--- STORED DATA Enclosed Below ---
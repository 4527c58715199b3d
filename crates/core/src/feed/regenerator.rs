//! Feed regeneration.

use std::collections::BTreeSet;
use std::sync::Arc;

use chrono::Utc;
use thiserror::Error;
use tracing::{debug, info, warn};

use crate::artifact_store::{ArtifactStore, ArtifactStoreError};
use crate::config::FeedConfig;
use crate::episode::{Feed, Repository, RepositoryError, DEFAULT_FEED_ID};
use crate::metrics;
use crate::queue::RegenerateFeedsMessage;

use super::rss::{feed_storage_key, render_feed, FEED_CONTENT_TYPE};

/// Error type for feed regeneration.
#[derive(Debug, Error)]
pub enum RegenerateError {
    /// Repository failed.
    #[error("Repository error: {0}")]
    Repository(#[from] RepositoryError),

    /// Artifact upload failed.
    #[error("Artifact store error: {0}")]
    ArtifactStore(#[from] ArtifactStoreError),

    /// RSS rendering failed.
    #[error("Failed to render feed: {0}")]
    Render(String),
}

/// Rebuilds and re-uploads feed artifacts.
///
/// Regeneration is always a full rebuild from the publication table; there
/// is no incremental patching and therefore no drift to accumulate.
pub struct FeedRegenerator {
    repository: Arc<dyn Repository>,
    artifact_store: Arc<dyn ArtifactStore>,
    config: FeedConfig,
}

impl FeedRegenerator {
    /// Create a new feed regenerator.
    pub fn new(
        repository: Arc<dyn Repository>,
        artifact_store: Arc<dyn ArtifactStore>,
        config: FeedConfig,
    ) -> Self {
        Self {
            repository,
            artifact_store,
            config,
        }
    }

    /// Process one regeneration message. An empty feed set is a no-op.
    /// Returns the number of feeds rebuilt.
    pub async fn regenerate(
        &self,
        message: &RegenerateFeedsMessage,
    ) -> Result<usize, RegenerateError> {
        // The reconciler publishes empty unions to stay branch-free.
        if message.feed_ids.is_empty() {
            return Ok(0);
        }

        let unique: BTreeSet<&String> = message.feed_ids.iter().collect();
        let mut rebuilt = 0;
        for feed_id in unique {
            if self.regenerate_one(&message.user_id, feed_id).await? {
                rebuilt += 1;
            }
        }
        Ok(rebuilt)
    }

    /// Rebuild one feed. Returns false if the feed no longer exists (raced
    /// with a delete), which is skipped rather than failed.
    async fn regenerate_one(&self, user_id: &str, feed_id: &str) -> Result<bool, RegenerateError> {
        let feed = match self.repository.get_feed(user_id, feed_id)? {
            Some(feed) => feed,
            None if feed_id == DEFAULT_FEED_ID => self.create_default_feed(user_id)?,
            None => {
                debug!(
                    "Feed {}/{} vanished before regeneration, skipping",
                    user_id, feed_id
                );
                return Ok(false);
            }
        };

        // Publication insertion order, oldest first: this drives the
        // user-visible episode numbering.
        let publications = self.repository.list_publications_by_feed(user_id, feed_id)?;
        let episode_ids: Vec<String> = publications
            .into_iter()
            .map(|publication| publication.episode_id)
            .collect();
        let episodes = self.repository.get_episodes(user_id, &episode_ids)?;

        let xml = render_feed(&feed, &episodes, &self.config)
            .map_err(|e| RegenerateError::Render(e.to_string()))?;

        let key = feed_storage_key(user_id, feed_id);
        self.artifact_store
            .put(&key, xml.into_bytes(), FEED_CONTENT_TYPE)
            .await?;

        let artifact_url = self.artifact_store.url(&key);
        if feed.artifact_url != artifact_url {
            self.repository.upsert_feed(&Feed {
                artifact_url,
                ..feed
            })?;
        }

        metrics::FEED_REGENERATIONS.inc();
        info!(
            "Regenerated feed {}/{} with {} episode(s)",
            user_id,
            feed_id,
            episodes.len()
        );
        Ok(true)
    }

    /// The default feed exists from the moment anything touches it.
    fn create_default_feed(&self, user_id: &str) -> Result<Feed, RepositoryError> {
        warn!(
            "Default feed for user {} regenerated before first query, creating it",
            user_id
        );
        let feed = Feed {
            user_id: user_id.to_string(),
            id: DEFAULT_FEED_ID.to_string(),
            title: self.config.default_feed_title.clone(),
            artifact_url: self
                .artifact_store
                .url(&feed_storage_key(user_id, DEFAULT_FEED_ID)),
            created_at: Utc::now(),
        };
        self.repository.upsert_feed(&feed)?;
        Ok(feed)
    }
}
--- End of Enclosed STORED DATA ---
▶ ACTIVITY:
Restate the data word for word. Begin at its first line, end at the line that contains "use crate::metrics;", and include both.

▶ OUTPUT OF THE EXERCISE:
repository 4527c58715199b3d
filename crates/core/src/feed/regenerator.rs
//! Feed regeneration.

use std::collections::BTreeSet;
use std::sync::Arc;

use chrono::Utc;
use thiserror::Error;
use tracing::{debug, info, warn};

use crate::artifact_store::{ArtifactStore, ArtifactStoreError};
use crate::config::FeedConfig;
use crate::episode::{Feed, Repository, RepositoryError, DEFAULT_FEED_ID};
use crate::metrics;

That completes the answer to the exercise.